[Opening LISTED ENTRIES section]

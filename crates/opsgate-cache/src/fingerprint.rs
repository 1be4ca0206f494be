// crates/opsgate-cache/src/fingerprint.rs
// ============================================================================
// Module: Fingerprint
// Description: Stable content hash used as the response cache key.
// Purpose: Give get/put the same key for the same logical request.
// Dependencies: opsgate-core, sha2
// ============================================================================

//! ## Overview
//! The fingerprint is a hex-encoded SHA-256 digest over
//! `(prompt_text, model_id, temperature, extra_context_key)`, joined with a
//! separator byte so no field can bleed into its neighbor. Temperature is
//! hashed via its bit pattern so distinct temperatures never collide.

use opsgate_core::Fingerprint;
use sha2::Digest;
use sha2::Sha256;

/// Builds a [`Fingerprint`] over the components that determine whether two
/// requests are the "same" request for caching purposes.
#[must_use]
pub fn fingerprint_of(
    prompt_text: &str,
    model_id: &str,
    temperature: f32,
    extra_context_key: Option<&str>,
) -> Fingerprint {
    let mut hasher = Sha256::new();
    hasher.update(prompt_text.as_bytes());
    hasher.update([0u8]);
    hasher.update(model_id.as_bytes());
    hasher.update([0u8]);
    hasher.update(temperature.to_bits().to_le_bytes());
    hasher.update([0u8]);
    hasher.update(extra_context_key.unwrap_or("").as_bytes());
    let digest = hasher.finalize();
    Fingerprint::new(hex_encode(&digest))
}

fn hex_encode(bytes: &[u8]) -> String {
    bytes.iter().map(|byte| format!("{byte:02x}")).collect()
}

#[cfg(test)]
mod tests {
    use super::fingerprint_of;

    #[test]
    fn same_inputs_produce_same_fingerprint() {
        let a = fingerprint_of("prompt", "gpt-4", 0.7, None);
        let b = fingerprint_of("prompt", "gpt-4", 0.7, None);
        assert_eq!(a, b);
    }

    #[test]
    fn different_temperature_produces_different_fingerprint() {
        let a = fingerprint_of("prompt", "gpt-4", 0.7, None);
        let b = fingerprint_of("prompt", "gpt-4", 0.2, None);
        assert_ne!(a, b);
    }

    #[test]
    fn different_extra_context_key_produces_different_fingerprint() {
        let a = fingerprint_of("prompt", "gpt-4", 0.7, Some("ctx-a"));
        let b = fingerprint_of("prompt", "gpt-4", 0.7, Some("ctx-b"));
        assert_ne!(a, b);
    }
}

[Closing LISTED ENTRIES section]
[Opening LISTED ENTRIES section]

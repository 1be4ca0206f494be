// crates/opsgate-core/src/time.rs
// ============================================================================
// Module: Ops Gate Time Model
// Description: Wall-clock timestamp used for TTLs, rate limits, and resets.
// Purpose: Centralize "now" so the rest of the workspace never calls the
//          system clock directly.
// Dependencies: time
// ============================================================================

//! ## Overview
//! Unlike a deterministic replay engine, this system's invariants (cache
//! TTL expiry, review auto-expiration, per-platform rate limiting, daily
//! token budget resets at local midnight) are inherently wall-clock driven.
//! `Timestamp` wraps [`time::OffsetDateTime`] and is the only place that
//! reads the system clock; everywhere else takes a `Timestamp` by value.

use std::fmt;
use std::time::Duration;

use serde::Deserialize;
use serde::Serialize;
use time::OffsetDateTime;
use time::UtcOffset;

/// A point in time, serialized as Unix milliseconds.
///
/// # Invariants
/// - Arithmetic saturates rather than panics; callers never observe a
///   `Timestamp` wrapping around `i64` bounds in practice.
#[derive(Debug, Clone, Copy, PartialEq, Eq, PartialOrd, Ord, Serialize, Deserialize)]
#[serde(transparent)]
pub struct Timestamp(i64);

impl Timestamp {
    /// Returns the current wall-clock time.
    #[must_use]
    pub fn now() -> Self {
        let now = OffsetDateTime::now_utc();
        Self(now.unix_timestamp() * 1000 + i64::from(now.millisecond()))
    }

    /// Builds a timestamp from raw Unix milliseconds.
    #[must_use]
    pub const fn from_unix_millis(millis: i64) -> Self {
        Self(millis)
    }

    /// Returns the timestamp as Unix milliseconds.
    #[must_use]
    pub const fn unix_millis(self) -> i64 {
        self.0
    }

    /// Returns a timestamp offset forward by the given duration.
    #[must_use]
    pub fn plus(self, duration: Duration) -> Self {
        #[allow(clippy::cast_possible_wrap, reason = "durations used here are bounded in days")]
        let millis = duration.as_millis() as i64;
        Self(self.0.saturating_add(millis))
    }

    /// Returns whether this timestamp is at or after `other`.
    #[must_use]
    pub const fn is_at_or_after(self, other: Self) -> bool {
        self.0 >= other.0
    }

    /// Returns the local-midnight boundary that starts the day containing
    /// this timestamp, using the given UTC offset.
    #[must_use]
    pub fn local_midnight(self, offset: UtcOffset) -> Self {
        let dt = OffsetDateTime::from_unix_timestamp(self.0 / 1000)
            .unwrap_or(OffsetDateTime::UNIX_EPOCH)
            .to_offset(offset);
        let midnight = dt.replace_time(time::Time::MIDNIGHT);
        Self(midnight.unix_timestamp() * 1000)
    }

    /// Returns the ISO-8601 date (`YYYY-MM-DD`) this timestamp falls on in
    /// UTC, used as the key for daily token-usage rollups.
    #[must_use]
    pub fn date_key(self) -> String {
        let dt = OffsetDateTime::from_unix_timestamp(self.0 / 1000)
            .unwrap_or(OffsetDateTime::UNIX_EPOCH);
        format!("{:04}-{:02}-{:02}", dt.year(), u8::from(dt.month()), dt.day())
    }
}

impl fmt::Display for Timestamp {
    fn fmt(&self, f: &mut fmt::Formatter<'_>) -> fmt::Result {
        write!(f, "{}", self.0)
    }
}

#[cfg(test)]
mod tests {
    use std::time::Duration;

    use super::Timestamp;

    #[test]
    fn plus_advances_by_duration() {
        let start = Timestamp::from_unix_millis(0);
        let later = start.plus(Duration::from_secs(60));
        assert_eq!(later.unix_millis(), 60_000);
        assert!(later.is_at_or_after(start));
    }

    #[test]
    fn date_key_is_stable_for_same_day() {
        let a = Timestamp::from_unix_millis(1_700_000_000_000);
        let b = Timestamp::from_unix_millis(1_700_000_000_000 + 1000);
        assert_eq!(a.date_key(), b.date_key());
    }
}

[Closing LISTED ENTRIES section]

▶ _WORK TO COMPLETE_
Give nothing but the number of lines in the entries that include "resets".

▶ _RESPONSE TO THIS EXERCISE_
2